I am using the label encoder to convert categorical data into numeric values.
How does LabelEncoder handle missing values?
from sklearn.preprocessing import LabelEncoder
import pandas as pd
import numpy as np
a = pd.DataFrame(['A','B','C',np.nan,'D','A'])
le = LabelEncoder()
le.fit_transform(a)
Output:
array([1, 2, 3, 0, 4, 1])
For the above example, label encoder changed NaN values to a category. How would I know which category represents missing values?
Don't use LabelEncoder with missing values. I don't know which version of scikit-learn you're using, but in 0.17.1 your code raises TypeError: unorderable types: str() > float().

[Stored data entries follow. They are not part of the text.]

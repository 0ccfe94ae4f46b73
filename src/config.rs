use crate::clock::VALID_TIME_FLOOR;
use crate::detector::{Debounce, NightHours};
use crate::http_sink::HttpSettings;
use crate::mqtt_sink::MqttSettings;
use crate::sensor::DEFAULT_IIO_PATH;
use crate::telemetry::{PublisherSettings, RetryPolicy, DEFAULT_TOPIC};
use anyhow::anyhow;
use std::env;
use std::fmt::Display;
use std::num::NonZeroUsize;
use std::path::PathBuf;
use std::str::FromStr;
use std::time::Duration;

/// Calibration and detection parameters of the meter.
#[derive(Debug, Clone, PartialEq)]
pub struct MeterConfig {
    /// Averaged sensor value at or above which the disc marker is considered in view.
    pub sensor_threshold: f64,
    /// Disc rotations per kWh, printed on the meter.
    pub rounds_per_kwh: u32,
    /// Power drawn when the disc turns once per minute.
    pub watt_per_round_per_minute: f64,
    pub day_debounce: Debounce,
    pub night_debounce: Debounce,
    pub implausible_ceiling_watts: f64,
    pub night_hours: NightHours,
    pub cycle_delay: Duration,
    pub samples_per_cycle: NonZeroUsize,
}

impl Default for MeterConfig {
    fn default() -> Self {
        Self {
            sensor_threshold: 30.0,
            rounds_per_kwh: 75,
            watt_per_round_per_minute: 800.0,
            // 20 and 30 cycles are roughly 10 and 15 seconds at the default cycle delay
            day_debounce: Debounce::Ticks(20),
            night_debounce: Debounce::Ticks(30),
            implausible_ceiling_watts: 4800.0,
            night_hours: NightHours::default(),
            cycle_delay: Duration::from_millis(500),
            samples_per_cycle: NonZeroUsize::new(50).unwrap_or(NonZeroUsize::MIN),
        }
    }
}

#[derive(Debug, Clone, PartialEq, Eq)]
pub struct ClockSettings {
    /// Fixed offset used for local hour and calendar day. Not DST aware.
    pub utc_offset_seconds: i32,
    pub valid_time_floor: i64,
    pub sync_poll_interval: Duration,
}

impl Default for ClockSettings {
    fn default() -> Self {
        Self {
            utc_offset_seconds: 3600,
            valid_time_floor: VALID_TIME_FLOOR,
            sync_poll_interval: Duration::from_secs(3),
        }
    }
}

#[derive(Debug, Clone, PartialEq, Eq)]
pub enum SinkSettings {
    Mqtt(MqttSettings),
    Http(HttpSettings),
}

#[derive(Debug, Clone, PartialEq)]
pub struct AppConfig {
    pub meter: MeterConfig,
    pub clock: ClockSettings,
    pub publisher: PublisherSettings,
    pub sink: SinkSettings,
    pub sensor_path: PathBuf,
    pub status_led_path: Option<PathBuf>,
}

impl AppConfig {
    /// Reads the configuration from the process environment.
    pub fn from_env() -> anyhow::Result<Self> {
        Self::from_lookup(|key| env::var(key).ok())
    }

    /// Builds the configuration from any key/value source. Unset or blank keys take their
    /// defaults.
    pub fn from_lookup(lookup: impl Fn(&str) -> Option<String>) -> anyhow::Result<Self> {
        let vars = Vars(lookup);
        let defaults = MeterConfig::default();

        let meter = MeterConfig {
            sensor_threshold: vars
                .parse_or("METER_SENSOR_THRESHOLD", defaults.sensor_threshold)?,
            rounds_per_kwh: vars.parse_or("METER_ROUNDS_PER_KWH", defaults.rounds_per_kwh)?,
            watt_per_round_per_minute: vars.parse_or(
                "METER_WATT_PER_ROUND_PER_MINUTE",
                defaults.watt_per_round_per_minute,
            )?,
            day_debounce: vars.debounce(
                "METER_DAY_DEBOUNCE_SECS",
                "METER_DAY_DEBOUNCE_TICKS",
                20,
            )?,
            night_debounce: vars.debounce(
                "METER_NIGHT_DEBOUNCE_SECS",
                "METER_NIGHT_DEBOUNCE_TICKS",
                30,
            )?,
            implausible_ceiling_watts: vars.parse_or(
                "METER_IMPLAUSIBLE_CEILING_WATTS",
                defaults.implausible_ceiling_watts,
            )?,
            night_hours: NightHours {
                start: vars.parse_or("METER_NIGHT_HOUR_START", defaults.night_hours.start)?,
                end: vars.parse_or("METER_NIGHT_HOUR_END", defaults.night_hours.end)?,
            },
            cycle_delay: Duration::from_millis(vars.parse_or("METER_CYCLE_DELAY_MS", 500)?),
            samples_per_cycle: vars
                .parse_or("METER_SAMPLES_PER_CYCLE", defaults.samples_per_cycle)?,
        };
        meter.validate()?;

        let clock = ClockSettings {
            utc_offset_seconds: vars.parse_or("METER_UTC_OFFSET_SECONDS", 3600)?,
            ..ClockSettings::default()
        };

        let publisher = PublisherSettings {
            topic: vars
                .string("MQTT_TOPIC")
                .unwrap_or_else(|| DEFAULT_TOPIC.to_string()),
            retain: true,
            retry: RetryPolicy {
                max_attempts: vars.parse_or("PUBLISH_MAX_ATTEMPTS", 5)?,
                retry_delay: Duration::from_millis(
                    vars.parse_or("PUBLISH_RETRY_DELAY_MS", 2000)?,
                ),
            },
        };
        if publisher.retry.max_attempts == 0 {
            anyhow::bail!("PUBLISH_MAX_ATTEMPTS must be at least 1");
        }

        let sink_kind = vars.string("TELEMETRY_SINK").unwrap_or_else(|| "mqtt".to_string());
        let sink = match sink_kind.to_ascii_lowercase().as_str() {
            "mqtt" => {
                let mqtt_defaults = MqttSettings::default();
                SinkSettings::Mqtt(MqttSettings {
                    host: vars
                        .string("MQTT_SERVER")
                        .ok_or_else(|| anyhow!("MQTT_SERVER is required for the mqtt sink"))?,
                    port: vars.parse_or("MQTT_PORT", mqtt_defaults.port)?,
                    client_id: vars
                        .string("MQTT_CLIENT_ID")
                        .unwrap_or(mqtt_defaults.client_id),
                    username: vars.string("MQTT_USER"),
                    password: vars.string("MQTT_PASSWORD"),
                    ..mqtt_defaults
                })
            }
            "http" => SinkSettings::Http(HttpSettings {
                endpoint_url: vars
                    .string("TELEMETRY_URL")
                    .ok_or_else(|| anyhow!("TELEMETRY_URL is required for the http sink"))?,
                auth_token: vars.string("TELEMETRY_TOKEN"),
            }),
            other => anyhow::bail!("Unknown TELEMETRY_SINK '{other}', expected mqtt or http"),
        };

        Ok(Self {
            meter,
            clock,
            publisher,
            sink,
            sensor_path: vars
                .string("SENSOR_IIO_PATH")
                .map(PathBuf::from)
                .unwrap_or_else(|| PathBuf::from(DEFAULT_IIO_PATH)),
            status_led_path: vars.string("STATUS_LED_PATH").map(PathBuf::from),
        })
    }
}

impl MeterConfig {
    pub fn validate(&self) -> anyhow::Result<()> {
        if self.rounds_per_kwh == 0 {
            anyhow::bail!("rounds per kWh must be greater than zero");
        }
        if !(self.watt_per_round_per_minute.is_finite() && self.watt_per_round_per_minute > 0.0) {
            anyhow::bail!("watt per round per minute must be a positive number");
        }
        if !(self.implausible_ceiling_watts.is_finite() && self.implausible_ceiling_watts > 0.0) {
            anyhow::bail!("implausible power ceiling must be a positive number");
        }
        if !self.sensor_threshold.is_finite() {
            anyhow::bail!("sensor threshold must be a finite number");
        }
        if self.night_hours.start > 23 || self.night_hours.end > 23 {
            anyhow::bail!(
                "night hours {}..{} are outside 0..=23",
                self.night_hours.start,
                self.night_hours.end
            );
        }
        Ok(())
    }
}

struct Vars<F>(F);

impl<F: Fn(&str) -> Option<String>> Vars<F> {
    fn string(&self, key: &str) -> Option<String> {
        (self.0)(key)
            .map(|value| value.trim().to_string())
            .filter(|value| !value.is_empty())
    }

    fn parse_or<T>(&self, key: &str, default: T) -> anyhow::Result<T>
    where
        T: FromStr,
        T::Err: Display,
    {
        match self.string(key) {
            Some(raw) => raw
                .parse()
                .map_err(|e| anyhow!("invalid value '{raw}' for {key}: {e}")),
            None => Ok(default),
        }
    }

    /// Wall-clock debounce when `secs_key` is set, tick based otherwise.
    fn debounce(
        &self,
        secs_key: &str,
        ticks_key: &str,
        default_ticks: u32,
    ) -> anyhow::Result<Debounce> {
        if self.string(secs_key).is_some() {
            let secs: u64 = self.parse_or(secs_key, 0)?;
            return Ok(Debounce::WallClock(Duration::from_secs(secs)));
        }
        Ok(Debounce::Ticks(self.parse_or(ticks_key, default_ticks)?))
    }
}

#[cfg(test)]
mod tests {
    use super::*;
    use std::collections::HashMap;

    fn load(vars: &[(&str, &str)]) -> anyhow::Result<AppConfig> {
        let vars: HashMap<String, String> = vars
            .iter()
            .map(|(k, v)| (k.to_string(), v.to_string()))
            .collect();
        AppConfig::from_lookup(|key| vars.get(key).cloned())
    }

    #[test]
    fn test_defaults() {
        let config = load(&[("MQTT_SERVER", "broker.local")]).unwrap();
        assert_eq!(config.meter, MeterConfig::default());
        assert_eq!(config.meter.samples_per_cycle.get(), 50);
        assert_eq!(config.clock, ClockSettings::default());
        assert_eq!(config.publisher, PublisherSettings::default());
        assert_eq!(config.sensor_path, PathBuf::from(DEFAULT_IIO_PATH));
        assert!(config.status_led_path.is_none());
        match config.sink {
            SinkSettings::Mqtt(mqtt) => {
                assert_eq!(mqtt.host, "broker.local");
                assert_eq!(mqtt.port, 1883);
                assert_eq!(mqtt.client_id, "ESP8266Client");
            }
            other => panic!("Expected MQTT sink, got {other:?}"),
        }
    }

    #[test]
    fn test_overrides() {
        let config = load(&[
            ("MQTT_SERVER", "broker.local"),
            ("MQTT_PORT", "8883"),
            ("MQTT_USER", "meter"),
            ("MQTT_PASSWORD", "secret"),
            ("METER_SENSOR_THRESHOLD", "42.5"),
            ("METER_ROUNDS_PER_KWH", "96"),
            ("METER_DAY_DEBOUNCE_TICKS", "10"),
            ("METER_NIGHT_DEBOUNCE_SECS", "12"),
            ("METER_CYCLE_DELAY_MS", "250"),
            ("METER_SAMPLES_PER_CYCLE", "8"),
            ("METER_UTC_OFFSET_SECONDS", "-18000"),
            ("PUBLISH_MAX_ATTEMPTS", "2"),
            ("STATUS_LED_PATH", "/sys/class/leds/status/brightness"),
        ])
        .unwrap();

        assert_eq!(config.meter.sensor_threshold, 42.5);
        assert_eq!(config.meter.rounds_per_kwh, 96);
        assert_eq!(config.meter.day_debounce, Debounce::Ticks(10));
        assert_eq!(
            config.meter.night_debounce,
            Debounce::WallClock(Duration::from_secs(12))
        );
        assert_eq!(config.meter.cycle_delay, Duration::from_millis(250));
        assert_eq!(config.meter.samples_per_cycle.get(), 8);
        assert_eq!(config.clock.utc_offset_seconds, -18000);
        assert_eq!(config.publisher.retry.max_attempts, 2);
        assert_eq!(
            config.status_led_path,
            Some(PathBuf::from("/sys/class/leds/status/brightness"))
        );
        match config.sink {
            SinkSettings::Mqtt(mqtt) => {
                assert_eq!(mqtt.port, 8883);
                assert_eq!(mqtt.username.as_deref(), Some("meter"));
                assert_eq!(mqtt.password.as_deref(), Some("secret"));
            }
            other => panic!("Expected MQTT sink, got {other:?}"),
        }
    }

    #[test]
    fn test_http_sink_selection() {
        let config = load(&[
            ("TELEMETRY_SINK", "HTTP"),
            ("TELEMETRY_URL", "http://collector.local/api"),
            ("TELEMETRY_TOKEN", "abc"),
        ])
        .unwrap();
        assert_eq!(
            config.sink,
            SinkSettings::Http(HttpSettings {
                endpoint_url: "http://collector.local/api".to_string(),
                auth_token: Some("abc".to_string()),
            })
        );
    }

    #[test]
    fn test_invalid_values_are_reported() {
        let err = load(&[("MQTT_SERVER", "b"), ("METER_ROUNDS_PER_KWH", "many")]).unwrap_err();
        assert!(err.to_string().contains("METER_ROUNDS_PER_KWH"));

        assert!(load(&[("MQTT_SERVER", "b"), ("METER_ROUNDS_PER_KWH", "0")]).is_err());
        assert!(load(&[("MQTT_SERVER", "b"), ("METER_SAMPLES_PER_CYCLE", "0")]).is_err());
        assert!(load(&[("MQTT_SERVER", "b"), ("METER_NIGHT_HOUR_START", "24")]).is_err());
        assert!(load(&[("MQTT_SERVER", "b"), ("PUBLISH_MAX_ATTEMPTS", "0")]).is_err());
        assert!(load(&[("TELEMETRY_SINK", "carrier-pigeon")]).is_err());
    }

    #[test]
    fn test_sink_endpoint_is_required() {
        let err = load(&[]).unwrap_err();
        assert!(err.to_string().contains("MQTT_SERVER"));
        assert!(load(&[("TELEMETRY_SINK", "http")]).is_err());
    }

    #[test]
    fn test_blank_values_fall_back_to_defaults() {
        let config = load(&[("MQTT_SERVER", "b"), ("METER_SENSOR_THRESHOLD", "  ")]).unwrap();
        assert_eq!(config.meter.sensor_threshold, 30.0);
    }
}
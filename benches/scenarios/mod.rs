//! Real-world scenario benchmarks.
//!
//! These model how the engine is actually driven: rendering a patch up
//! front, then summing many pre-rendered voices per sample.

mod mix;
mod voices;

pub use mix::bench_mix;
pub use voices::bench_voices;
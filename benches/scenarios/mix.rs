//! Benchmarks for multi-track engine rendering.
//!
//! These drive the engine the way the player does: triggers arrive on
//! tracks and whole blocks are rendered at once.

use std::hint::black_box;

use criterion::{BenchmarkId, Criterion};
use wavebake::io::{Score, ScoreNote, ScoreTrack, PERCUSSION_CHANNEL};
use wavebake::{Engine, Settings};

use crate::BLOCK_SIZES;

fn note(key: u8) -> ScoreNote {
    ScoreNote {
        start_micros: 0,
        key,
        duration_micros: Some(1_000_000),
    }
}

/// Lead, bass, pad and drums, each with a handful of keys.
fn arrangement() -> Score {
    Score {
        tracks: vec![
            ScoreTrack::new(1, 81, [60, 64, 67, 72].map(note).into()),
            ScoreTrack::new(2, 33, [36, 43].map(note).into()),
            ScoreTrack::new(3, 48, [48, 52, 55].map(note).into()),
            ScoreTrack::new(PERCUSSION_CHANNEL, 0, [36, 38, 42].map(note).into()),
        ],
    }
}

/// Trigger every key of the arrangement on its track.
fn retrigger_all(engine: &mut Engine, score: &Score) {
    for (track, score_track) in score.tracks.iter().enumerate() {
        for n in &score_track.notes {
            engine.trigger(track, score_track.trigger_for(n)).unwrap();
        }
    }
}

pub fn bench_mix(c: &mut Criterion) {
    let mut group = c.benchmark_group("scenarios/mix");
    let settings = Settings::default();
    let score = arrangement();

    for &size in BLOCK_SIZES {
        let mut buffer = vec![0.0f32; size];

        // === IDLE ENGINE ===
        // Baseline: tracks loaded, nothing sounding
        let mut idle = Engine::from_score(&score, settings).unwrap();
        group.bench_with_input(BenchmarkId::new("idle", size), &size, |b, _| {
            b.iter(|| idle.render_block(black_box(&mut buffer)))
        });

        // === FULL ARRANGEMENT ===
        // 4 tracks, 12 voices sounding
        let mut full = Engine::from_score(&score, settings).unwrap();
        retrigger_all(&mut full, &score);
        group.bench_with_input(BenchmarkId::new("4_track_full", size), &size, |b, _| {
            b.iter(|| {
                if full.active_voice_count() == 0 {
                    retrigger_all(&mut full, &score);
                }
                full.render_block(black_box(&mut buffer));
            })
        });
    }

    group.finish();
}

As you can see in the source it uses numpy.unique against the data to encode, which raises TypeError if missing values are found. If you want to encode missing values, first change its type to a string:
a[pd.isnull(a)] = 'NaN'
you can also use a mask to replace form the original data frame after labelling
df = pd.DataFrame({'A': ['x', np.NaN, 'z'], 'B': [1, 6, 9], 'C': [2, 1, np.NaN]})
A B C
0 x 1 2.0
1 NaN 6 1.0
2 z 9 NaN
original = df
mask = df_1.isnull()
A B C
0 False False False
1 True False False
2 False False True
df = df.astype(str).apply(LabelEncoder().fit_transform)
df.where(~mask, original)
A B C
0 1.0 0 1.0
1 NaN 1 0.0
2 2.0 2 NaN
Hello a little computational hack I did for my own work:
from sklearn.preprocessing import LabelEncoder
import pandas as pd
import numpy as np
a = pd.DataFrame(['A','B','C',np.nan,'D','A'])
le = LabelEncoder()
### fit with the desired col, col in position 0 for this example
fit_by = pd.Series([i for i in a.iloc[:,0].unique() if type(i) == str])
le.fit(fit_by)
### Set transformed col leaving np.NaN as they are
a["transformed"] = fit_by.apply(lambda x: le.transform([x])[0] if type(x) == str else x)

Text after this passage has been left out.